An introduction to Normality Bites and me! Head-first, straight in. No frills.

Welcome to My New Normality

An introduction to Normality Bites and me! Head-first, straight in. No frills. Concise.

I’m Fox, I’m 46 and I live in (Great) Britain.

A good few years ago – around 2011- I began a site called MetalMouth.net. It was purely heavy metal related. I developed a team of 15 odd people who all worked at writing reviews, posting news and taking photos at festivals and gigs. Then I was sent spiralling into depression by being blackmailed by my website’s host (a person, not a company), and accused of horrible things by a band I managed.

MetalMouth.net ground to a halt. So did I.

That was in 2015. The vile feelings I had been left with towards those people continued and sunk me deeper into a world of seemingly never-ending darkness. I had been right royally crudded on from a great height.

I began to feel better in 2016, thankfully, and decided to get back to things I enjoyed. My first stop was a site rebranded as OmniGravis.com and to begin doing what I love again–expressing myself about music– but it never seemed to just click.

It still felt as though my brain was dull. Something seemed to have just broken inside me. I couldn’t ‘word’. I couldn’t bring myself to listen to music that I have almost worshipped my entire life. I couldn’t think of adjectives, I couldn’t even begin to express myself verbally. I started to become quieter and moved away from social media.

It was April 2018 when I watched the latest Autism advert by accident. Then everything I was experiencing, and had experienced without any knowledge, hit me like a freight train.

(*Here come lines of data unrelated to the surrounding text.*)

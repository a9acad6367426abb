//! Common helpers for certificate generation.
//!
//! Filename building, date input handling and the on-disk filename policy.

use chrono::{Local, NaiveDate};

pub const ISO_DATE_FORMAT: &str = "%Y-%m-%d";

/// Logical download name. The participant name and date are interpolated
/// verbatim; see [`disk_filename`] for what actually reaches the filesystem.
pub fn certificate_filename(participant_name: &str, issue_date: &str) -> String {
    format!("Certificate_{participant_name}_{issue_date}.pdf")
}

/// Text of the issue date line, shared by the document and the preview.
pub fn issue_date_line(issue_date: &str) -> String {
    format!("Issue Date: {issue_date}")
}

/// Today's local date as `YYYY-MM-DD`.
pub fn today_iso() -> String {
    Local::now().date_naive().format(ISO_DATE_FORMAT).to_string()
}

/// Value a calendar date control reports for raw text.
///
/// A valid `YYYY-MM-DD` date is returned in canonical form; anything else
/// yields an empty value, the way a browser date input does.
pub fn normalize_date_input(raw: &str) -> String {
    let trimmed = raw.trim();
    if trimmed.eq_ignore_ascii_case("today") {
        return today_iso();
    }

    NaiveDate::parse_from_str(trimmed, ISO_DATE_FORMAT)
        .map(|date| date.format(ISO_DATE_FORMAT).to_string())
        .unwrap_or_default()
}

/// Longest filename most filesystems accept, in bytes.
pub const MAX_FILENAME_BYTES: usize = 255;

/// Name used on disk for a logical filename.
///
/// Path separators, reserved characters and control characters are removed,
/// and over-long names are shortened by [`fit_filename`]. Returns `None` when
/// nothing usable remains.
pub fn disk_filename(filename: &str) -> Option<String> {
    let options = sanitize_filename::Options {
        truncate: false,
        ..Default::default()
    };
    let sanitized = sanitize_filename::sanitize_with_options(filename, options);
    if sanitized.trim().is_empty() {
        None
    } else {
        Some(fit_filename(&sanitized, MAX_FILENAME_BYTES))
    }
}

/// Shorten `name` to at most `max` bytes by cutting before its last `_`
/// segment, so `_<date>.pdf` survives and only the participant name shrinks.
fn fit_filename(name: &str, max: usize) -> String {
    if name.len() <= max {
        return name.to_string();
    }

    let tail_start = name.rfind('_').or_else(|| name.rfind('.')).unwrap_or(name.len());
    let tail = &name[tail_start..];
    if tail.len() >= max {
        return truncate_on_char_boundary(name, max).to_string();
    }

    let head = truncate_on_char_boundary(&name[..tail_start], max - tail.len());
    format!("{head}{tail}")
}

fn truncate_on_char_boundary(value: &str, max: usize) -> &str {
    if value.len() <= max {
        return value;
    }
    let mut end = max;
    while !value.is_char_boundary(end) {
        end -= 1;
    }
    &value[..end]
}

#[cfg(test)]
mod tests {
    use super::*;

    #[test]
    fn test_filename_is_verbatim() {
        assert_eq!(
            certificate_filename("Jane Doe", "2024-05-01"),
            "Certificate_Jane Doe_2024-05-01.pdf"
        );
        assert_eq!(
            certificate_filename("a/b", "2024-05-01"),
            "Certificate_a/b_2024-05-01.pdf"
        );
    }

    #[test]
    fn test_disk_filename_keeps_safe_names() {
        let name = certificate_filename("Jane Doe", "2024-05-01");
        assert_eq!(disk_filename(&name).as_deref(), Some(name.as_str()));
    }

    #[test]
    fn test_disk_filename_strips_separators() {
        let name = certificate_filename("../../etc/passwd", "2024-05-01");
        let disk = disk_filename(&name).unwrap();
        assert!(!disk.contains('/'));
        assert!(disk.starts_with("Certificate_"));
        assert!(disk.ends_with(".pdf"));
    }

    #[test]
    fn test_long_name_keeps_date_and_extension() {
        let name = certificate_filename(&"A".repeat(300), "2024-05-01");
        let disk = disk_filename(&name).unwrap();
        assert_eq!(disk.len(), MAX_FILENAME_BYTES);
        assert!(disk.starts_with("Certificate_AAAA"));
        assert!(disk.ends_with("_2024-05-01.pdf"));
    }

    #[test]
    fn test_fit_filename_respects_char_boundaries() {
        let name = format!("Certificate_{}_2024-05-01.pdf", "é".repeat(200));
        let fitted = fit_filename(&name, MAX_FILENAME_BYTES);
        assert!(fitted.len() <= MAX_FILENAME_BYTES);
        assert!(fitted.ends_with("_2024-05-01.pdf"));
    }

    #[test]
    fn test_fit_filename_without_room_for_tail() {
        let name = format!("a_{}", "b".repeat(300));
        assert_eq!(fit_filename(&name, 10), "a_bbbbbbbb");
    }

    #[test]
    fn test_disk_filename_rejects_nothing_left() {
        assert_eq!(disk_filename("///"), None);
    }

    #[test]
    fn test_normalize_date_input() {
        assert_eq!(normalize_date_input("2024-05-01"), "2024-05-01");
        assert_eq!(normalize_date_input(" 2024-5-1 "), "2024-05-01");
        assert_eq!(normalize_date_input("2024-02-30"), "");
        assert_eq!(normalize_date_input("May 1st"), "");
        assert_eq!(normalize_date_input(""), "");
        assert_eq!(normalize_date_input("today"), today_iso());
    }
}
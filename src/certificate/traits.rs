//! Traits at the seams of the certificate form.

use super::form::FormSnapshot;
use super::validation::ValidationErrors;
use super::{GeneratedDocument, GeneratorError, SavedDocument};

/// Trait for validating request objects.
pub trait Validator {
    /// Validate the state of the object.
    fn validate(&self) -> Result<(), ValidationErrors>;
}

/// Trait for document generators.
pub trait Generator<Req> {
    /// Generate a document from the request.
    fn generate(&self, request: Req) -> Result<GeneratedDocument, GeneratorError>;
}

/// Receives the form after every mutation of its state or errors.
pub trait FormObserver {
    fn on_change(&mut self, snapshot: &FormSnapshot<'_>);
}

/// Save target for a rendered document (the "download").
pub trait DocumentSink {
    fn save(&mut self, filename: &str, bytes: &[u8]) -> Result<SavedDocument, GeneratorError>;
}
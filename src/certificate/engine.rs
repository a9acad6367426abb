//! PDF rendering engine.
//!
//! Converts a [`CertificateDocument`] into a single-page PDF using the base-14
//! Helvetica faces, so no font files are embedded.

use lopdf::content::{Content, Operation};
use lopdf::{dictionary, Document, Object, Stream, StringFormat};

use super::common::certificate_filename;
use super::form::FormState;
use super::layout::{CertificateDocument, Color, DrawOp, FontWeight, PageGeometry, TextStyle};
use super::metrics::{text_width_pt, win_ansi_byte};
use super::traits::Generator;
use super::{GeneratedDocument, GeneratorError};

const PT_PER_MM: f32 = 72.0 / 25.4;
const FONT_NORMAL: &str = "F1";
const FONT_BOLD: &str = "F2";

fn mm(value: f32) -> f32 {
    value * PT_PER_MM
}

fn real(value: f32) -> Object {
    Object::Real(value)
}

/// Stateless engine for rendering certificate layouts to PDF.
#[derive(Debug, Default, Clone, Copy)]
pub struct PdfRenderEngine;

impl PdfRenderEngine {
    pub fn new() -> Self {
        Self
    }

    /// Render the document to PDF bytes.
    pub fn render(&self, document: &CertificateDocument) -> Result<Vec<u8>, GeneratorError> {
        let page = document.page;
        let mut operations = Vec::new();
        for op in &document.ops {
            emit(&mut operations, op, &page);
        }

        let content = Content { operations };
        let encoded = content
            .encode()
            .map_err(|e| GeneratorError::EncodeContent(e.to_string()))?;

        let mut doc = Document::with_version("1.5");

        let pages_id = doc.new_object_id();
        let normal_id = doc.add_object(dictionary! {
            "Type" => "Font",
            "Subtype" => "Type1",
            "BaseFont" => "Helvetica",
            "Encoding" => "WinAnsiEncoding",
        });
        let bold_id = doc.add_object(dictionary! {
            "Type" => "Font",
            "Subtype" => "Type1",
            "BaseFont" => "Helvetica-Bold",
            "Encoding" => "WinAnsiEncoding",
        });
        let resources_id = doc.add_object(dictionary! {
            "Font" => dictionary! {
                FONT_NORMAL => normal_id,
                FONT_BOLD => bold_id,
            },
        });
        let content_id = doc.add_object(Stream::new(dictionary! {}, encoded));
        let page_id = doc.add_object(dictionary! {
            "Type" => "Page",
            "Parent" => pages_id,
            "Contents" => content_id,
        });
        let pages = dictionary! {
            "Type" => "Pages",
            "Kids" => vec![page_id.into()],
            "Count" => 1,
            "Resources" => resources_id,
            "MediaBox" => vec![
                real(0.0),
                real(0.0),
                real(mm(page.width_mm)),
                real(mm(page.height_mm)),
            ],
        };
        doc.objects.insert(pages_id, Object::Dictionary(pages));
        let catalog_id = doc.add_object(dictionary! {
            "Type" => "Catalog",
            "Pages" => pages_id,
        });
        doc.trailer.set("Root", catalog_id);

        let mut pdf = Vec::new();
        doc.save_to(&mut pdf)
            .map_err(|e| GeneratorError::WritePdf(e.to_string()))?;

        log::debug!(
            "Rendered certificate: {} drawing ops, {} bytes",
            document.ops.len(),
            pdf.len()
        );
        Ok(pdf)
    }
}

impl Generator<&FormState> for PdfRenderEngine {
    /// Compose and render the certificate for `state`.
    fn generate(&self, state: &FormState) -> Result<GeneratedDocument, GeneratorError> {
        let document = CertificateDocument::compose(state);
        let pdf = self.render(&document)?;
        Ok(GeneratedDocument {
            filename: certificate_filename(&state.participant_name, &state.issue_date),
            pdf,
        })
    }
}

fn fill_color(ops: &mut Vec<Operation>, color: Color) {
    let [r, g, b] = color.unit();
    ops.push(Operation::new("rg", vec![real(r), real(g), real(b)]));
}

fn stroke_color(ops: &mut Vec<Operation>, color: Color) {
    let [r, g, b] = color.unit();
    ops.push(Operation::new("RG", vec![real(r), real(g), real(b)]));
}

/// PDF user space has its origin bottom-left; layout uses top-left.
fn flip_y(page: &PageGeometry, y_mm: f32) -> f32 {
    mm(page.height_mm - y_mm)
}

fn emit(ops: &mut Vec<Operation>, op: &DrawOp, page: &PageGeometry) {
    match op {
        DrawOp::FillRect {
            x_mm,
            y_mm,
            width_mm,
            height_mm,
            color,
        } => {
            fill_color(ops, *color);
            ops.push(Operation::new(
                "re",
                vec![
                    real(mm(*x_mm)),
                    real(flip_y(page, y_mm + height_mm)),
                    real(mm(*width_mm)),
                    real(mm(*height_mm)),
                ],
            ));
            ops.push(Operation::new("f", vec![]));
        }
        DrawOp::StrokeRect {
            x_mm,
            y_mm,
            width_mm,
            height_mm,
            color,
            line_width_mm,
        } => {
            stroke_color(ops, *color);
            ops.push(Operation::new("w", vec![real(mm(*line_width_mm))]));
            ops.push(Operation::new(
                "re",
                vec![
                    real(mm(*x_mm)),
                    real(flip_y(page, y_mm + height_mm)),
                    real(mm(*width_mm)),
                    real(mm(*height_mm)),
                ],
            ));
            ops.push(Operation::new("S", vec![]));
        }
        DrawOp::Line {
            from,
            to,
            color,
            line_width_mm,
        } => {
            stroke_color(ops, *color);
            ops.push(Operation::new("w", vec![real(mm(*line_width_mm))]));
            ops.push(Operation::new(
                "m",
                vec![real(mm(from.0)), real(flip_y(page, from.1))],
            ));
            ops.push(Operation::new(
                "l",
                vec![real(mm(to.0)), real(flip_y(page, to.1))],
            ));
            ops.push(Operation::new("S", vec![]));
        }
        DrawOp::CenteredText {
            text,
            x_mm,
            y_mm,
            style,
        } => emit_text(ops, text, *x_mm, *y_mm, style, page),
    }
}

fn emit_text(
    ops: &mut Vec<Operation>,
    text: &str,
    x_mm: f32,
    y_mm: f32,
    style: &TextStyle,
    page: &PageGeometry,
) {
    let font = match style.weight {
        FontWeight::Normal => FONT_NORMAL,
        FontWeight::Bold => FONT_BOLD,
    };
    let width = text_width_pt(text, style.weight, style.size_pt);
    let x = mm(x_mm) - width / 2.0;

    ops.push(Operation::new("BT", vec![]));
    ops.push(Operation::new("Tf", vec![font.into(), real(style.size_pt)]));
    fill_color(ops, style.color);
    ops.push(Operation::new("Td", vec![real(x), real(flip_y(page, y_mm))]));
    ops.push(Operation::new(
        "Tj",
        vec![Object::String(win_ansi_bytes(text), StringFormat::Literal)],
    ));
    ops.push(Operation::new("ET", vec![]));
}

fn win_ansi_bytes(text: &str) -> Vec<u8> {
    text.chars().map(win_ansi_byte).collect()
}
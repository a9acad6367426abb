use certificate_form::certificate::layout::CertificateDocument;
use certificate_form::certificate::preview::{DATE_PLACEHOLDER, NAME_PLACEHOLDER};
use certificate_form::certificate::validation::{MISSING_DATE_MESSAGE, MISSING_NAME_MESSAGE};
use certificate_form::certificate::{CertificateForm, Field, MemorySink, Submission};

fn contains(haystack: &[u8], needle: &[u8]) -> bool {
    haystack.windows(needle.len()).any(|w| w == needle)
}

fn submit(name: &str, date: &str) -> (CertificateForm, MemorySink, Submission) {
    let mut form = CertificateForm::new();
    let mut sink = MemorySink::new();
    form.set_participant_name(name);
    form.set_issue_date(date);
    let outcome = form.generate_document(&mut sink).unwrap();
    (form, sink, outcome)
}

#[test]
fn test_both_fields_missing() {
    let (form, sink, outcome) = submit("", "");
    assert_eq!(outcome, Submission::Rejected);
    assert_eq!(form.errors().message(Field::ParticipantName), Some(MISSING_NAME_MESSAGE));
    assert_eq!(form.errors().message(Field::IssueDate), Some(MISSING_DATE_MESSAGE));
    assert!(sink.documents().is_empty());
}

#[test]
fn test_only_date_missing() {
    let (form, sink, outcome) = submit("Jane Doe", "");
    assert_eq!(outcome, Submission::Rejected);
    assert!(!form.errors().contains(Field::ParticipantName));
    assert!(form.errors().contains(Field::IssueDate));
    assert_eq!(form.errors().len(), 1);
    assert!(sink.documents().is_empty());
}

#[test]
fn test_whitespace_name_counts_as_missing() {
    let (form, sink, outcome) = submit("  ", "2024-05-01");
    assert_eq!(outcome, Submission::Rejected);
    assert!(form.errors().contains(Field::ParticipantName));
    assert!(!form.errors().contains(Field::IssueDate));
    assert!(sink.documents().is_empty());
}

#[test]
fn test_valid_form_saves_certificate() {
    let (form, sink, outcome) = submit("Jane Doe", "2024-05-01");

    match outcome {
        Submission::Saved(saved) => {
            assert_eq!(saved.filename, "Certificate_Jane Doe_2024-05-01.pdf");
        }
        Submission::Rejected => panic!("valid form was rejected"),
    }
    assert!(form.errors().is_empty());

    let (filename, pdf) = sink.last().unwrap();
    assert_eq!(filename, "Certificate_Jane Doe_2024-05-01.pdf");
    assert!(pdf.starts_with(b"%PDF"));
    assert!(contains(pdf, b"Jane Doe"));
    assert!(contains(pdf, b"Issue Date: 2024-05-01"));

    let document = CertificateDocument::compose(form.state());
    assert!(document.contains_text("Jane Doe"));
    assert!(document.contains_text("Issue Date: 2024-05-01"));
}

#[test]
fn test_validate_outcome_over_inputs() {
    let names = ["", " ", "\t\n", "Jane Doe", " x ", "홍길동"];
    let dates = ["", "2024-05-01"];

    for name in names {
        for date in dates {
            let mut form = CertificateForm::new();
            form.set_participant_name(name);
            form.set_issue_date(date);

            let name_missing = name.trim().is_empty();
            let date_missing = date.is_empty();

            assert_eq!(form.validate(), !name_missing && !date_missing, "{name:?} {date:?}");
            assert_eq!(form.errors().contains(Field::ParticipantName), name_missing);
            assert_eq!(form.errors().contains(Field::IssueDate), date_missing);
        }
    }
}

#[test]
fn test_editing_clears_only_that_field() {
    let mut form = CertificateForm::new();
    form.validate();

    form.set_issue_date("");
    assert!(!form.errors().contains(Field::IssueDate));
    assert!(form.errors().contains(Field::ParticipantName));

    form.set_participant_name("Jane");
    assert!(form.errors().is_empty());
}

#[test]
fn test_fixing_fields_then_resubmitting() {
    let mut form = CertificateForm::new();
    let mut sink = MemorySink::new();

    assert_eq!(form.generate_document(&mut sink).unwrap(), Submission::Rejected);
    form.set_participant_name("Jane Doe");
    form.set_issue_date("2024-05-01");
    assert!(matches!(
        form.generate_document(&mut sink).unwrap(),
        Submission::Saved(_)
    ));
    assert_eq!(sink.documents().len(), 1);
}

#[test]
fn test_preview_mirrors_state() {
    let mut form = CertificateForm::new();
    assert_eq!(form.preview().participant_name, NAME_PLACEHOLDER);
    assert_eq!(form.preview().issue_date, DATE_PLACEHOLDER);

    form.set_participant_name(" Jane ");
    form.set_issue_date("2024-05-01");
    assert_eq!(form.preview().participant_name, " Jane ");
    assert_eq!(form.preview().issue_date_line(), "Issue Date: 2024-05-01");

    form.set_participant_name("");
    assert_eq!(form.preview().participant_name, NAME_PLACEHOLDER);
}
use std::sync::Arc;

use log::{error, info};

use trivia_core::{Clock, QuizSession, QuizSettings};

use crate::error::QuizLoopError;
use crate::opentdb::DEFAULT_AMOUNT;
use crate::source::QuestionSource;

/// Fetches one batch from a question source and seeds a fresh session with it.
#[derive(Clone)]
pub struct QuizLoopService {
    source: Arc<dyn QuestionSource>,
    settings: QuizSettings,
    clock: Clock,
    amount: u32,
    seed: Option<u64>,
}

impl QuizLoopService {
    #[must_use]
    pub fn new(source: Arc<dyn QuestionSource>, settings: QuizSettings) -> Self {
        Self {
            source,
            settings,
            clock: Clock::default(),
            amount: DEFAULT_AMOUNT,
            seed: None,
        }
    }

    #[must_use]
    pub fn with_amount(mut self, amount: u32) -> Self {
        self.amount = amount;
        self
    }

    #[must_use]
    pub fn with_clock(mut self, clock: Clock) -> Self {
        self.clock = clock;
        self
    }

    /// Use a fixed shuffle seed for every session this service starts.
    #[must_use]
    pub fn with_seed(mut self, seed: u64) -> Self {
        self.seed = Some(seed);
        self
    }

    fn empty_session(&self) -> QuizSession {
        let settings = self.settings.clone();
        let session = match self.seed {
            Some(seed) => QuizSession::with_seed(settings, seed),
            None => QuizSession::new(settings),
        };
        session.with_clock(self.clock)
    }

    /// Fetch a batch and return an initialized session.
    ///
    /// # Errors
    ///
    /// Returns `QuizLoopError::Source` if the fetch fails.
    pub async fn start_session(&self) -> Result<QuizSession, QuizLoopError> {
        let questions = self.source.fetch(self.amount).await?;
        info!("fetched {} question(s)", questions.len());

        let mut session = self.empty_session();
        session.initialize(questions)?;
        Ok(session)
    }

    /// Like [`QuizLoopService::start_session`], but a failed fetch is logged and
    /// yields a session that stays `Empty`.
    pub async fn start_or_empty(&self) -> QuizSession {
        match self.start_session().await {
            Ok(session) => session,
            Err(err) => {
                error!("error fetching trivia: {err}");
                self.empty_session()
            }
        }
    }
}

Could I be? Of course I couldn’t. I am not Rain Man. I know what Autistic people look like and I’m certainly not in any way…wait, the woman on the ad doesn’t look autisti….

**scurries off to look on the internet**

**spends the next four weeks trying to disprove every ticked box and look for other plausible explanations about the traits I have shown my entire life because it absolutely cannot possibly be autism because …well, because!**

**Fails**

Oh. Christ, I am Autistic. Oh feck. I’m Autistic. I’m not who I thought I was.

I sought a referral from a new doctor in Glastonbury in June of this year, and unlike some other UK Bloggers, I received an initial appointment within a few weeks. This will be my story, and experiences throughout. Normality Bites will be my new outlet.

Once the proverbial mental dust has settled I’ll also be reviewing music again, on my own terms, in my own time. But for now, thank you for reading.